Task inputs: Begin

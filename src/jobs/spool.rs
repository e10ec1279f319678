use std::collections::{HashMap, HashSet};
use std::path::{Path, PathBuf};
use std::sync::{Arc, Mutex};
use std::time::SystemTime;

use async_trait::async_trait;
use tokio::fs;
use tokio::sync::Mutex as AsyncMutex;

use crate::core::JobQueueError;
use crate::core::lock::lock_mutex;
use crate::jobs::{Job, JobQueue, JobTransaction};

const JOB_EXT: &str = "json";

/// Directory-backed job queue: one `<id>.json` document per job.
///
/// External producers drop new job files into the directory. Commits are
/// serialised inside this process and compare every job read in the
/// transaction against its current file contents before replacing files via
/// write-to-temp + rename. Exclusivity across processes is not provided.
///
/// Every poll lists the whole directory. Files last seen holding a resolved
/// job are only parsed again once their modification time or size changes,
/// so resolved jobs cost one `stat` per poll. Open jobs are parsed on every
/// poll; operators should archive resolved files to keep listings short.
#[derive(Clone)]
pub struct SpoolJobQueue {
    dir: PathBuf,
    commit_lock: Arc<AsyncMutex<()>>,
    resolved: Arc<Mutex<HashMap<PathBuf, FileStamp>>>,
}

/// Modification time and length of a job file when it was last parsed.
#[derive(Debug, Clone, Copy, PartialEq, Eq)]
struct FileStamp {
    modified: SystemTime,
    len: u64,
}

impl FileStamp {
    fn of(metadata: &std::fs::Metadata) -> Option<Self> {
        Some(Self {
            modified: metadata.modified().ok()?,
            len: metadata.len(),
        })
    }
}

impl SpoolJobQueue {
    pub async fn open(dir: PathBuf) -> Result<Self, JobQueueError> {
        fs::create_dir_all(&dir).await.map_err(|e| {
            JobQueueError::with_context(format!("creating spool {}", dir.display()), e)
        })?;
        Ok(Self {
            dir,
            commit_lock: Arc::new(AsyncMutex::new(())),
            resolved: Arc::new(Mutex::new(HashMap::new())),
        })
    }

    pub fn dir(&self) -> &Path {
        &self.dir
    }

    /// Number of resolved job files the next poll will skip without parsing.
    pub fn resolved_cached(&self) -> usize {
        lock_mutex(&self.resolved, "spool resolved cache").len()
    }

    fn is_cached_resolved(&self, path: &Path, stamp: Option<FileStamp>) -> bool {
        let cache = lock_mutex(&self.resolved, "spool resolved cache");
        stamp.is_some() && cache.get(path).copied() == stamp
    }

    fn remember(&self, path: PathBuf, stamp: Option<FileStamp>, resolved: bool) {
        let mut cache = lock_mutex(&self.resolved, "spool resolved cache");
        match stamp {
            Some(stamp) if resolved => {
                cache.insert(path, stamp);
            }
            _ => {
                cache.remove(&path);
            }
        }
    }

    /// Write a job document, as an external requester would.
    pub async fn submit(&self, job: &Job) -> Result<(), JobQueueError> {
        let path = job_path(&self.dir, &job.id)?;
        write_job(&path, job).await
    }

    pub async fn get(&self, job_id: &str) -> Result<Option<Job>, JobQueueError> {
        read_job(&job_path(&self.dir, job_id)?).await
    }
}

fn job_path(dir: &Path, job_id: &str) -> Result<PathBuf, JobQueueError> {
    let valid = !job_id.is_empty()
        && job_id
            .chars()
            .all(|c| c.is_ascii_alphanumeric() || matches!(c, '-' | '_'));
    if !valid {
        return Err(JobQueueError::message(format!(
            "job id '{}' is not usable as a spool file name",
            job_id
        )));
    }
    Ok(dir.join(format!("{}.{}", job_id, JOB_EXT)))
}

async fn read_job(path: &Path) -> Result<Option<Job>, JobQueueError> {
    let data = match fs::read(path).await {
        Ok(data) => data,
        Err(e) if e.kind() == std::io::ErrorKind::NotFound => return Ok(None),
        Err(e) => {
            return Err(JobQueueError::with_context(
                format!("reading {}", path.display()),
                e,
            ));
        }
    };
    serde_json::from_slice(&data)
        .map(Some)
        .map_err(|e| JobQueueError::with_context(format!("parsing {}", path.display()), e))
}

async fn write_job(path: &Path, job: &Job) -> Result<(), JobQueueError> {
    let data = serde_json::to_vec_pretty(job)
        .map_err(|e| JobQueueError::with_context(format!("encoding job {}", job.id), e))?;
    let tmp = path.with_extension("json.tmp");
    fs::write(&tmp, data)
        .await
        .map_err(|e| JobQueueError::with_context(format!("writing {}", tmp.display()), e))?;
    fs::rename(&tmp, path)
        .await
        .map_err(|e| JobQueueError::with_context(format!("replacing {}", path.display()), e))
}

#[async_trait]
impl JobQueue for SpoolJobQueue {
    async fn fetch_unresolved(&self, limit: usize) -> Result<Vec<Job>, JobQueueError> {
        let mut entries = fs::read_dir(&self.dir).await.map_err(|e| {
            JobQueueError::with_context(format!("listing {}", self.dir.display()), e)
        })?;

        let mut jobs = Vec::new();
        let mut listed = HashSet::new();
        while let Some(entry) = entries
            .next_entry()
            .await
            .map_err(|e| JobQueueError::with_context("listing spool", e))?
        {
            let path = entry.path();
            if path.extension().and_then(|e| e.to_str()) != Some(JOB_EXT) {
                continue;
            }
            let Some(stem) = path.file_stem().and_then(|s| s.to_str()) else {
                continue;
            };

            listed.insert(path.clone());

            let stamp = entry.metadata().await.ok().as_ref().and_then(FileStamp::of);
            if self.is_cached_resolved(&path, stamp) {
                continue;
            }

            match read_job(&path).await {
                Ok(Some(job)) if job.id != stem => {
                    self.remember(path.clone(), stamp, false);
                    log::warn!("[jobs] {} holds job id '{}', skipping", path.display(), job.id);
                }
                Ok(Some(job)) => {
                    self.remember(path, stamp, job.is_resolved());
                    if !job.is_resolved() {
                        jobs.push(job);
                    }
                }
                Ok(None) => {}
                Err(e) => {
                    self.remember(path, stamp, false);
                    log::warn!("[jobs] skipping unreadable job file: {}", e);
                }
            }
        }

        lock_mutex(&self.resolved, "spool resolved cache")
            .retain(|path, _| listed.contains(path));

        jobs.sort_by(|a, b| a.date_created.cmp(&b.date_created).then(a.id.cmp(&b.id)));
        jobs.truncate(limit);
        Ok(jobs)
    }

    async fn begin(&self) -> Result<Box<dyn JobTransaction>, JobQueueError> {
        Ok(Box::new(SpoolTransaction {
            dir: self.dir.clone(),
            commit_lock: self.commit_lock.clone(),
            seen: HashMap::new(),
            staged: Vec::new(),
        }))
    }
}

struct SpoolTransaction {
    dir: PathBuf,
    commit_lock: Arc<AsyncMutex<()>>,
    /// Document contents observed per job id.
    seen: HashMap<String, Option<Job>>,
    staged: Vec<(String, i64)>,
}

#[async_trait]
impl JobTransaction for SpoolTransaction {
    async fn read(&mut self, job_id: &str) -> Result<Option<Job>, JobQueueError> {
        let job = read_job(&job_path(&self.dir, job_id)?).await?;
        self.seen.insert(job_id.to_string(), job.clone());
        Ok(job)
    }

    fn set_media_timestamp(&mut self, job_id: &str, media_timestamp: i64) {
        self.staged.push((job_id.to_string(), media_timestamp));
    }

    async fn commit(&mut self) -> Result<(), JobQueueError> {
        let _guard = self.commit_lock.lock().await;

        for (job_id, seen) in &self.seen {
            let current = read_job(&job_path(&self.dir, job_id)?).await?;
            if current != *seen {
                return Err(JobQueueError::Conflict {
                    job_id: job_id.clone(),
                });
            }
        }

        let mut updated = Vec::with_capacity(self.staged.len());
        for (job_id, media_timestamp) in &self.staged {
            let job = match self.seen.get(job_id) {
                Some(Some(job)) => job,
                Some(None) => {
                    return Err(JobQueueError::Conflict {
                        job_id: job_id.clone(),
                    });
                }
                None => {
                    return Err(JobQueueError::NotRead {
                        job_id: job_id.clone(),
                    });
                }
            };
            let mut job = job.clone();
            job.media_timestamp = Some(*media_timestamp);
            updated.push(job);
        }

        for job in &updated {
            write_job(&job_path(&self.dir, &job.id)?, job).await?;
        }

        self.staged.clear();
        self.seen.clear();
        Ok(())
    }
}
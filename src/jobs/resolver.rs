// src/jobs/resolver.rs

use std::sync::Arc;
use std::time::{Duration, Instant};

use anyhow::Context;
use log::Level;
use tokio::task::JoinHandle;

use crate::core::{ComponentLogger, FrameBuffer, LogContext, Shutdown, format_unix};
use crate::jobs::JobQueue;
use crate::publish::FramePublisher;
use crate::recorder::FrameStore;

/// What a single claim-and-resolve unit ended with.
#[derive(Debug, Clone, PartialEq, Eq)]
pub enum Resolution {
    Resolved {
        job_id: String,
        target: i64,
        frame_timestamp: i64,
    },
    /// Job vanished or was already resolved when read.
    Skipped { job_id: String },
    Failed { job_id: String, error: String },
}

impl Resolution {
    pub fn job_id(&self) -> &str {
        match self {
            Resolution::Resolved { job_id, .. }
            | Resolution::Skipped { job_id }
            | Resolution::Failed { job_id, .. } => job_id,
        }
    }

    pub fn is_resolved(&self) -> bool {
        matches!(self, Resolution::Resolved { .. })
    }
}

/// Polls the job queue and answers each open job with the closest buffered
/// frame. Cheap to clone; every spawned unit carries its own clone.
#[derive(Clone)]
pub struct JobResolver {
    queue: Arc<dyn JobQueue>,
    buffer: Arc<FrameBuffer>,
    store: Arc<dyn FrameStore>,
    publisher: Arc<dyn FramePublisher>,
    session: Arc<str>,
    batch_size: usize,
    interval: Duration,
    shutdown: Shutdown,
}

impl ComponentLogger for JobResolver {
    fn log_context(&self) -> LogContext {
        LogContext::new("Resolver", &self.session)
    }
}

impl JobResolver {
    #[allow(clippy::too_many_arguments)]
    pub fn new(
        queue: Arc<dyn JobQueue>,
        buffer: Arc<FrameBuffer>,
        store: Arc<dyn FrameStore>,
        publisher: Arc<dyn FramePublisher>,
        session: &str,
        batch_size: usize,
        interval: Duration,
        shutdown: Shutdown,
    ) -> Self {
        Self {
            queue,
            buffer,
            store,
            publisher,
            session: Arc::from(session),
            batch_size: batch_size.max(1),
            interval,
            shutdown,
        }
    }

    /// One poll cycle: fetch open jobs and spawn one unit per job without
    /// waiting for any of them.
    pub async fn poll_once(&self) -> anyhow::Result<Vec<JoinHandle<Resolution>>> {
        let jobs = self
            .queue
            .fetch_unresolved(self.batch_size)
            .await
            .context("fetching unresolved jobs")?;

        if !jobs.is_empty() {
            self.debug(&format!("{} unresolved job(s) fetched", jobs.len()));
            self.trace_buffer(&self.buffer);
        }

        Ok(jobs
            .into_iter()
            .map(|job| {
                let unit = self.clone();
                tokio::spawn(async move { unit.resolve(&job.id).await })
            })
            .collect())
    }

    /// Claim-and-resolve unit for one job. Never returns an error: anything
    /// that goes wrong is logged with the job id and becomes `Failed`.
    pub async fn resolve(&self, job_id: &str) -> Resolution {
        match self.try_resolve(job_id).await {
            Ok(resolution) => resolution,
            Err(e) => {
                self.log_job(Level::Error, job_id, &format!("resolution failed: {:#}", e));
                Resolution::Failed {
                    job_id: job_id.to_string(),
                    error: format!("{:#}", e),
                }
            }
        }
    }

    async fn try_resolve(&self, job_id: &str) -> anyhow::Result<Resolution> {
        let started = Instant::now();

        let mut tx = self.queue.begin().await.context("beginning transaction")?;
        let job = match tx.read(job_id).await.context("reading job")? {
            Some(job) if !job.is_resolved() => job,
            Some(_) => {
                self.log_job(Level::Debug, job_id, "already resolved, skipping");
                return Ok(Resolution::Skipped {
                    job_id: job_id.to_string(),
                });
            }
            None => {
                self.log_job(Level::Debug, job_id, "job no longer exists, skipping");
                return Ok(Resolution::Skipped {
                    job_id: job_id.to_string(),
                });
            }
        };

        let target = job.date_created;
        let frame = self.buffer.closest_to(target)?;

        let latency = target.abs_diff(frame.timestamp);
        let found = format!(
            "target={} found={} ({}) latency={}s",
            target,
            frame.timestamp,
            format_unix(frame.timestamp),
            latency
        );
        let level = if latency > 0 { Level::Warn } else { Level::Info };
        self.log_job(level, job_id, &found);

        // Persisting and publishing are best effort; the claim still commits.
        if let Err(e) = self.store.write_frame(&self.session, &frame).await {
            self.log_job(Level::Error, job_id, &format!("frame write failed: {}", e));
        }
        if let Err(e) = self.publisher.publish_frame(&self.session, &frame).await {
            self.log_job(Level::Error, job_id, &format!("frame publish failed: {}", e));
        }

        tx.set_media_timestamp(&job.id, frame.timestamp);
        tx.commit().await.context("committing claim")?;

        self.log_job(
            Level::Info,
            job_id,
            &format!("resolved with frame {} in {:?}", frame.timestamp, started.elapsed()),
        );
        Ok(Resolution::Resolved {
            job_id: job.id,
            target,
            frame_timestamp: frame.timestamp,
        })
    }

    pub async fn run(self) -> anyhow::Result<()> {
        self.info(&format!(
            "polling every {:?} (batch size {})",
            self.interval, self.batch_size
        ));

        let mut spawned: u64 = 0;
        while !self.shutdown.is_triggered() {
            match self.poll_once().await {
                // detached; units finish on their own
                Ok(handles) => spawned += handles.len() as u64,
                Err(e) => self.error(&format!("poll cycle skipped: {:#}", e)),
            }
            self.shutdown.wait_timeout(self.interval).await;
        }

        self.info(&format!("stopped ({} resolution unit(s) spawned)", spawned));
        Ok(())
    }
}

Task inputs: End

Task prompt> Look through the entries above; copy each line where the string "crate" appears.

Result>
use crate::core::JobQueueError;
use crate::core::lock::lock_mutex;
use crate::jobs::{Job, JobQueue, JobTransaction};
use crate::core::{ComponentLogger, FrameBuffer, LogContext, Shutdown, format_unix};
use crate::jobs::JobQueue;
use crate::publish::FramePublisher;
use crate::recorder::FrameStore;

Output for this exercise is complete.